The discounts on Russian Urals against the Oman/Dubai benchmark on a designated ex-ship India basis has widened to over $6 per barrel, sustaining Indian demand for Russian oil in the near-term, as per Kpler.

The steeper discounts against the earlier level of $2-3 per barrel are a result of the latest US sanctions on Russia’s top oil producers Rosneft and Lukoil.

The widening Urals–Brent discount reflects a combination of sanctions pressure, weaker demand and operational strain, Kpler noted. The recent US sanctions have complicated the transactions, shipping and insurance, raising risk premiums, forcing Russian suppliers to offer deeper discounts to keep barrels moving.

What did Sumit Ritolia say?

“For now, key buyers such as India, China and Turkey have scaled back purchases amid heightened compliance concerns. The G7 price cap and associated restrictions also limit Russia’s pricing flexibility, adding another layer of discounting pressure. Compounding these market factors, repeated Ukrainian drone attacks on Russian downstream infrastructure have disrupted refinery operations and product output, increasing crude availability domestically and amplifying the pressure to clear barrels on the export market at lower prices.

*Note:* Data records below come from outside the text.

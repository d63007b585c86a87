//! Attribute store: byte-level access to device attributes and cache files.
//!
//! Every call touches the backing store and blocks. Nothing here retries: a
//! failed attribute write is a permission or hot-unplug problem and is
//! surfaced immediately.

use std::fs::OpenOptions;
use std::io::{Read, Write};
use std::path::{Path, PathBuf};

use crate::error::{KbdledError, Result};
use crate::regions::Region;

/// Default sysfs LED directory of the keyboard backlight.
pub const DEFAULT_DEVICE_DIR: &str = "/sys/class/leds/system76::kbd_backlight";

// ── Trait ──

pub trait AttributeStore {
    /// Whether a file exists at `path`.
    fn exists(&self, path: &Path) -> bool;

    /// Read the full contents at `path`. An empty result is not an error here.
    fn read(&self, path: &Path) -> Result<Vec<u8>>;

    /// Write `bytes` to `path` in a single write, replacing previous contents.
    /// Fewer bytes written than requested is an error.
    fn write(&self, path: &Path, bytes: &[u8]) -> Result<()>;

    /// Read `path`, failing when it yields zero bytes.
    fn read_nonempty(&self, path: &Path) -> Result<Vec<u8>> {
        let bytes = self.read(path)?;
        if bytes.is_empty() {
            return Err(KbdledError::io(
                path,
                std::io::Error::new(std::io::ErrorKind::UnexpectedEof, "attribute is empty"),
            ));
        }
        Ok(bytes)
    }

    /// Read `path` as UTF-8 text with trailing whitespace stripped.
    fn read_text(&self, path: &Path) -> Result<String> {
        let bytes = self.read_nonempty(path)?;
        let text = String::from_utf8(bytes)
            .map_err(|_| KbdledError::decode(path, "attribute is not valid UTF-8"))?;
        Ok(text.trim_end().to_string())
    }

    /// Read `path` as a decimal unsigned integer.
    fn read_u32(&self, path: &Path) -> Result<u32> {
        let text = self.read_text(path)?;
        text.parse::<u32>()
            .map_err(|_| KbdledError::decode(path, format!("not a decimal integer: {text:?}")))
    }
}

// ── Filesystem backend ──

/// Attribute store backed by the real filesystem (sysfs and the cache directory).
#[derive(Debug, Clone, Copy, Default)]
pub struct FsStore;

impl AttributeStore for FsStore {
    fn exists(&self, path: &Path) -> bool {
        path.exists()
    }

    fn read(&self, path: &Path) -> Result<Vec<u8>> {
        let mut file = std::fs::File::open(path).map_err(|e| KbdledError::io(path, e))?;
        let mut buf = Vec::new();
        file.read_to_end(&mut buf)
            .map_err(|e| KbdledError::io(path, e))?;
        Ok(buf)
    }

    fn write(&self, path: &Path, bytes: &[u8]) -> Result<()> {
        let mut file = OpenOptions::new()
            .write(true)
            .create(true)
            .truncate(true)
            .open(path)
            .map_err(|e| KbdledError::io(path, e))?;
        // sysfs attributes expect the whole value in one write(2)
        let written = file.write(bytes).map_err(|e| KbdledError::io(path, e))?;
        if written != bytes.len() {
            return Err(KbdledError::io(
                path,
                std::io::Error::new(
                    std::io::ErrorKind::WriteZero,
                    format!("short write: {written} of {} bytes", bytes.len()),
                ),
            ));
        }
        Ok(())
    }
}

// ── Device layout ──

/// Paths of the device attributes under one LED directory.
#[derive(Debug, Clone, PartialEq, Eq)]
pub struct DeviceLayout {
    dir: PathBuf,
}

impl DeviceLayout {
    pub fn new(dir: impl Into<PathBuf>) -> Self {
        DeviceLayout { dir: dir.into() }
    }

    pub fn dir(&self) -> &Path {
        &self.dir
    }

    pub fn brightness(&self) -> PathBuf {
        self.dir.join("brightness")
    }

    pub fn max_brightness(&self) -> PathBuf {
        self.dir.join("max_brightness")
    }

    pub fn brightness_hw_changed(&self) -> PathBuf {
        self.dir.join("brightness_hw_changed")
    }

    pub fn color(&self, region: Region) -> PathBuf {
        self.dir.join(region.attribute())
    }
}

impl Default for DeviceLayout {
    fn default() -> Self {
        DeviceLayout::new(DEFAULT_DEVICE_DIR)
    }
}

// ── Mock backend ──

pub mod mock {
    use super::*;
    use std::cell::RefCell;
    use std::collections::{HashMap, HashSet};

    /// In-memory attribute store for tests. Files live in a HashMap keyed by
    /// path; every successful write is also recorded in order.
    #[derive(Default)]
    pub struct MockStore {
        /// File storage: path → contents.
        pub files: RefCell<HashMap<PathBuf, Vec<u8>>>,
        /// Recorded writes: (path, bytes).
        pub writes: RefCell<Vec<(PathBuf, Vec<u8>)>>,
        /// Paths whose writes fail with a permission error.
        pub fail_writes: RefCell<HashSet<PathBuf>>,
    }

    impl MockStore {
        pub fn new() -> Self {
            Self::default()
        }

        /// Seed a file without recording a write.
        pub fn insert(&self, path: impl Into<PathBuf>, bytes: impl AsRef<[u8]>) {
            self.files
                .borrow_mut()
                .insert(path.into(), bytes.as_ref().to_vec());
        }

        /// Remove a file.
        pub fn remove(&self, path: &Path) {
            self.files.borrow_mut().remove(path);
        }

        /// Current contents of a file as text, if present.
        pub fn text(&self, path: &Path) -> Option<String> {
            self.files
                .borrow()
                .get(path)
                .map(|b| String::from_utf8_lossy(b).into_owned())
        }

        /// Make every subsequent write to `path` fail.
        pub fn fail_writes_to(&self, path: impl Into<PathBuf>) {
            self.fail_writes.borrow_mut().insert(path.into());
        }

        /// Number of recorded writes to `path`.
        pub fn write_count(&self, path: &Path) -> usize {
            self.writes.borrow().iter().filter(|(p, _)| p == path).count()
        }

        /// Whether any write landed under `dir`.
        pub fn wrote_under(&self, dir: &Path) -> bool {
            self.writes.borrow().iter().any(|(p, _)| p.starts_with(dir))
        }
    }

    impl AttributeStore for MockStore {
        fn exists(&self, path: &Path) -> bool {
            self.files.borrow().contains_key(path)
        }

        fn read(&self, path: &Path) -> Result<Vec<u8>> {
            self.files.borrow().get(path).cloned().ok_or_else(|| {
                KbdledError::io(
                    path,
                    std::io::Error::new(std::io::ErrorKind::NotFound, "no such file"),
                )
            })
        }

        fn write(&self, path: &Path, bytes: &[u8]) -> Result<()> {
            if self.fail_writes.borrow().contains(path) {
                return Err(KbdledError::io(
                    path,
                    std::io::Error::new(std::io::ErrorKind::PermissionDenied, "write refused"),
                ));
            }
            self.files
                .borrow_mut()
                .insert(path.to_path_buf(), bytes.to_vec());
            self.writes
                .borrow_mut()
                .push((path.to_path_buf(), bytes.to_vec()));
            Ok(())
        }
    }
}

Ultimately, it’s a classic supply-demand seesaw — and the price is simply reflecting that balance,” said Sumit Ritolia, Lead Research Analyst, Refining & Modeling at Kpler.

Before the November 21 wind-down deadline, India’s crude imports from Russia remained very strong (around 1.8–1.9 million barrels per day) as refiners continued to prioritise the most economical barrels ahead of the sanctions’ cutoff.

After the deadline, flows are likely to decline noticeably in the near term, because of the uncertainty and perceived risk related to sourcing barrels from Rosneft or Lukoil.

Kepler’s analysis on potential drop in Russian crude flows to India

“Based on our current understanding, no Indian refiner other than Nayara’s already-sanctioned Vadinar facility is likely to take the risk of dealing with OFAC-designated entities, and buyers will need time to configure contracts, routing, ownership structures, and payment channels. With crude linked to these entities now effectively treated as a “sanctioned molecule,” Indian refiners (aside from Nayara) are expected to pause direct purchases after 21 November,” Ritolia said.

As a result, a noticeable drop in Russian crude flows to India in the near term is likely, particularly through December and January. Loadings have already slowed since October 21, Kpler noted.

Indian refiners are pivoting to non-designated Russian entities, opaque trading channels, and alternative suppliers across the Middle East, West Africa, and the Americas.

“Complex logistics, STS transfers near Mumbai, and mid-voyage diversions underscore Russia’s adaptive response. As long as broader secondary sanctions are not enforced, India will continue importing Russian barrels, albeit through increasingly indirect and less transparent means,” said Ritolia.

India does receive Russian crude from suppliers other than Rosneft and Lukoil, and those flows remain legal for now. This means that crude supplied by non-designated Russian entities — for example Surgutneftegaz, Gazprom Neft, or independent traders using non-sanctioned intermediaries, can still be legally purchased by Indian refiners, as long as no sanctioned entity, vessel, bank, or service provider is involved.

“Unless more expansive secondary sanctions are introduced, India will continue to buy from a non-sanctioned supplier of Russian oil. The reasons are multiple: the geopolitical and economic dimensions are both essential. Political leaders will not want to be seen as bending down to US sanctions,” Ritolia said, adding Russian barrels remain highly cost-competitive, and workarounds to maintain flows are likely to emerge. “In particular, buyers may increasingly pivot to non-sanctioned Russian entities and opaque trading channels.”